Bacterial cell detection limits using Oxford Nanopore’s MinION

Abstract: Sepsis is a potentially fatal emergency medical condition that reflects the presence of the body’s systematic inflammation. Around 260 biomarkers have been determined to sepsis. The gold standard of blood culturing has remained the best technique for finding sepsis etiology up to this data. However, some vital drawbacks, such as laboriousness, have encouraged a global attempt to find new techniques. This study aimed to optimize a method from which earlier sepsis diagnosis compared to the gold standard could be resulted. DNA was extracted from both spiked and non-spiked whole blood samples. After quality control of the DNA elutions, library preparation and nanopore sequencing using the MinION device were carried out.
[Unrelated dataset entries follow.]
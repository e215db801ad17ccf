//! Label-scoped metric surfaces over a shared Prometheus registry.
//!
//! - [`registry`]: the shared registry and its owner-counted collectors
//! - [`table`]: per-surface collector ownership
//! - [`surface`]: [`MetricSurface`], the building block of every surface
//! - [`connection`], [`endpoint`], [`client`]: servers, clients and sockets
//! - [`eventbus`]: event-bus handlers and message flow
//! - [`pool`]: worker and connection pools
//! - [`facade`]: the factory the host framework talks to

pub mod client;
pub mod collector;
pub mod connection;
pub mod endpoint;
pub mod eventbus;
pub mod facade;
pub mod labels;
pub mod pool;
pub mod registry;
pub mod snapshot;
pub mod surface;
pub mod table;
pub mod timer;

pub use client::{HttpClientMetrics, SharedClientSurface, SharedClients};
pub use collector::{Collector, CollectorKind, CollectorSpec, RatioGauge};
pub use connection::{ConnectionMetrics, ConnectionSurface, RequestHandle, ResourceKind, address_name};
pub use endpoint::{EndpointHandle, EndpointState};
pub use eventbus::{EventBusSurface, HandlerHandle, ReplyFailure};
pub use facade::{DEFAULT_CLIENT, MetricsFacade};
pub use labels::{LabelComposer, LabelValues};
pub use pool::PoolSurface;
pub use registry::{MetricRegistry, RegistryDirectory};
pub use snapshot::{MetricSnapshot, Sample, SampleValue, Snapshot};
pub use surface::{BYTE_BUCKETS, MetricSurface, Surface};
pub use table::CollectorTable;
pub use timer::OpenTimer;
Basecalling and demultiplexing were done using Guppy GPU and barcoded FASTQ-files were analyzed using What’s-In-My-Pot and Kraken2 taxonomy classification programs. Three different DNA extraction methods were compared from which the second and third methods opted as the optimized methods. Although spiked species were not found in the used taxonomy classification databases, their respective families were spotted. Kraken2 program indicated a relationship between the read percentage of the families and the spiking level of initial blood samples. On the other hand, What’s-In-My-Pot did not show such a trend and only the highest spiking concentration had indicated the families within the reads. A possible justification for not finding the species within the reads is the patchiness of the two databases. Despite the failure in determining the species within FASTQ-files, the whole experiment has gathered valuable experiences for future studies.